Exercise prompt: Only the lines from the one containing "listener.state_changed(command, previous, current);" through the one containing "a valid facade" should be printed, exactly as they appear below, with both ends included.

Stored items
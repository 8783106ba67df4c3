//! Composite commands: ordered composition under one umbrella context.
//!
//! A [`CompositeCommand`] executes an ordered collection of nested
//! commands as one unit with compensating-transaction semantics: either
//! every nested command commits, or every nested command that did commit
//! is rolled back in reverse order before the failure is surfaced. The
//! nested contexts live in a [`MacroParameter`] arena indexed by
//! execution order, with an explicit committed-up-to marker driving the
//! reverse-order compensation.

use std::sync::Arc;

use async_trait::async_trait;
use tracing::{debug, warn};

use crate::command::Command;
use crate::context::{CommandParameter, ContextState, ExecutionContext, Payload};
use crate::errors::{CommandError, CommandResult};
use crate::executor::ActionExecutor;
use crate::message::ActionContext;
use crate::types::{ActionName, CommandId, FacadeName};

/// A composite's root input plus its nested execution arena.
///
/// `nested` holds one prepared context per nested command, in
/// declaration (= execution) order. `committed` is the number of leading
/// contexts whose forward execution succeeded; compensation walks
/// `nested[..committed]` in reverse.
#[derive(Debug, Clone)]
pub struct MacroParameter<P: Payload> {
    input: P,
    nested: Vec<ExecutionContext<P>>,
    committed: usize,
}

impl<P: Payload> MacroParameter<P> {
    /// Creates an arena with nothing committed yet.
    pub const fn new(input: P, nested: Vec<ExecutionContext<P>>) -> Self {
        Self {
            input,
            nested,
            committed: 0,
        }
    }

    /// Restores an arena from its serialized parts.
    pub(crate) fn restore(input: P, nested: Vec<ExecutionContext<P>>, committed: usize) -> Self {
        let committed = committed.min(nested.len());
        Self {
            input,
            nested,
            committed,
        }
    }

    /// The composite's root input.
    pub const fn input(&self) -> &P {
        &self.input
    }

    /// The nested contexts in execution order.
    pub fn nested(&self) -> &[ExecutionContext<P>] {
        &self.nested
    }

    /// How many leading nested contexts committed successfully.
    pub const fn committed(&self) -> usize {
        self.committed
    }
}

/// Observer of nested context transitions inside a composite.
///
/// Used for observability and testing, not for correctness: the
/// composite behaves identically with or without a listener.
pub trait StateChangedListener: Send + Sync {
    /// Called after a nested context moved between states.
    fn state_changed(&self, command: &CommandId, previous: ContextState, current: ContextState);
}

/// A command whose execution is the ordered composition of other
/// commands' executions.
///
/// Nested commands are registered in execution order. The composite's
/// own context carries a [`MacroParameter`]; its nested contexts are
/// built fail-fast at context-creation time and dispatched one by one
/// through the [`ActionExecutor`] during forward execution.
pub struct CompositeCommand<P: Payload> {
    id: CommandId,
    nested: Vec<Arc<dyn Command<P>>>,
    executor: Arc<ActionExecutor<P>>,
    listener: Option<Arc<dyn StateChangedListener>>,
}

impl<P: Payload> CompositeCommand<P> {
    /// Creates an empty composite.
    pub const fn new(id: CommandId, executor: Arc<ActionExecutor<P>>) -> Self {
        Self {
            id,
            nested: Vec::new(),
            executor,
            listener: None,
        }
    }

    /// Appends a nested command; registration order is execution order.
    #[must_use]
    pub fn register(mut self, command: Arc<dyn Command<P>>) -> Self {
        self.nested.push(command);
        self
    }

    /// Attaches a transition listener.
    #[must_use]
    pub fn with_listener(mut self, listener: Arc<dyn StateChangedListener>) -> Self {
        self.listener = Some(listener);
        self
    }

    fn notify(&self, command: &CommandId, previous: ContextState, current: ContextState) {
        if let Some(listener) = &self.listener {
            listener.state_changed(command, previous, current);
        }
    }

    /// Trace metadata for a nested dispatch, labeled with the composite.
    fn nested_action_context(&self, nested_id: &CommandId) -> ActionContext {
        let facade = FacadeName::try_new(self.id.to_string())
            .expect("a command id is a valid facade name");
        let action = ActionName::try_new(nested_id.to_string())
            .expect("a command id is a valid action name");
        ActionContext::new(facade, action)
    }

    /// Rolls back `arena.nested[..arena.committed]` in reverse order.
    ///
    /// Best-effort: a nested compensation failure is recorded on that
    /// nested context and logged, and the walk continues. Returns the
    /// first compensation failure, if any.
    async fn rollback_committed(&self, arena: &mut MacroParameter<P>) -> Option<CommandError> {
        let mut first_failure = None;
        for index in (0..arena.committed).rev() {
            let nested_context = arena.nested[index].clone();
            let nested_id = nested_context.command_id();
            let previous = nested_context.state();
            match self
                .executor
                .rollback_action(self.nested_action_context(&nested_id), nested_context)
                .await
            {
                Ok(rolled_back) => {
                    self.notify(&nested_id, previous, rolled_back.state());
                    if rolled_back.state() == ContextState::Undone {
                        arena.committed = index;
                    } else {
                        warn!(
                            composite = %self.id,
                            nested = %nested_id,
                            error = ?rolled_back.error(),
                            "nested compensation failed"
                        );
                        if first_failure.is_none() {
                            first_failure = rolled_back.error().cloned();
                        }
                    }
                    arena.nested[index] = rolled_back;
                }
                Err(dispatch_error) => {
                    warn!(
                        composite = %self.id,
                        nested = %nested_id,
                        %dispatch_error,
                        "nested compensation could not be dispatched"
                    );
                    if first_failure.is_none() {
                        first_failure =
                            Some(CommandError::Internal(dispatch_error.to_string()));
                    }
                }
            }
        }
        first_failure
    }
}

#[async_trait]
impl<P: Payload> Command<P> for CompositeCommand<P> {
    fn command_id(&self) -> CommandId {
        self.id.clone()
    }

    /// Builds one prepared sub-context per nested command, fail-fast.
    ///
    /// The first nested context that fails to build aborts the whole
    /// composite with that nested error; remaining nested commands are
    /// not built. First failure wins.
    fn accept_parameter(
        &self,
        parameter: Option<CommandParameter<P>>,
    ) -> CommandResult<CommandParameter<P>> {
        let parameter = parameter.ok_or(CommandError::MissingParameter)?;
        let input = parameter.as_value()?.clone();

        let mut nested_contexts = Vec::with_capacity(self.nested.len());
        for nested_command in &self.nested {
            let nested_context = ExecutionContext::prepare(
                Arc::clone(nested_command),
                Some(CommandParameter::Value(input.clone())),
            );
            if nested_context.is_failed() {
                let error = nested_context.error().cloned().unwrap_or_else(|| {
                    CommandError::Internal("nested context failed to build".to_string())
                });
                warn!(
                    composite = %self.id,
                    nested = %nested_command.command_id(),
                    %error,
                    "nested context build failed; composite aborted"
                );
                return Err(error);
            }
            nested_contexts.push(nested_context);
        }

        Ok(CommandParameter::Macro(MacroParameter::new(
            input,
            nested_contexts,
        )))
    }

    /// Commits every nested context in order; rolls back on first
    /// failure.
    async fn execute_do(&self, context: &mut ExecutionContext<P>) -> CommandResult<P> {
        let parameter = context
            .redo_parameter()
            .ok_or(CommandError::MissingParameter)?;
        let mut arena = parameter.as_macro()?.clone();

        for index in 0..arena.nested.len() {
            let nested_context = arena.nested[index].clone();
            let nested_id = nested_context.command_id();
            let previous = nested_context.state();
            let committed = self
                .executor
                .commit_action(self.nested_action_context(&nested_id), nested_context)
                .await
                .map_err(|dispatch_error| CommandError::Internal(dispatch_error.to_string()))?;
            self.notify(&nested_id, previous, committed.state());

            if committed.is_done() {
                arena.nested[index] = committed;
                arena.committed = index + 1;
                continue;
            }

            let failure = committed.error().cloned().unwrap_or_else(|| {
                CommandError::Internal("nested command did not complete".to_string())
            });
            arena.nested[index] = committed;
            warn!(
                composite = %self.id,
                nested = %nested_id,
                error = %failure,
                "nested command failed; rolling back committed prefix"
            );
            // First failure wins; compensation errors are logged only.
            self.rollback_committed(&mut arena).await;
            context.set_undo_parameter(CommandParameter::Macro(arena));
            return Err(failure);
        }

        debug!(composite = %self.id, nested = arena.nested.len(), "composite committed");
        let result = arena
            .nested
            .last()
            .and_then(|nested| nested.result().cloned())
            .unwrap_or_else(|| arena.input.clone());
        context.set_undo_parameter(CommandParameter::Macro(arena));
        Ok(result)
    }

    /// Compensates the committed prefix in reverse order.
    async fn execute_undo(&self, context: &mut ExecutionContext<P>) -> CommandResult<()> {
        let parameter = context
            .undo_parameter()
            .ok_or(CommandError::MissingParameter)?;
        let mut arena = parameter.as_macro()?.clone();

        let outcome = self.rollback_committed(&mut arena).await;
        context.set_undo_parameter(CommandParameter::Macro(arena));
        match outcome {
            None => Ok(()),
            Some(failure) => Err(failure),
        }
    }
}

Answer for this exercise:
            listener.state_changed(command, previous, current);
        }
    }

    /// Trace metadata for a nested dispatch, labeled with the composite.
    fn nested_action_context(&self, nested_id: &CommandId) -> ActionContext {
        let facade = FacadeName::try_new(self.id.to_string())
            .expect("a command id is a valid facade name");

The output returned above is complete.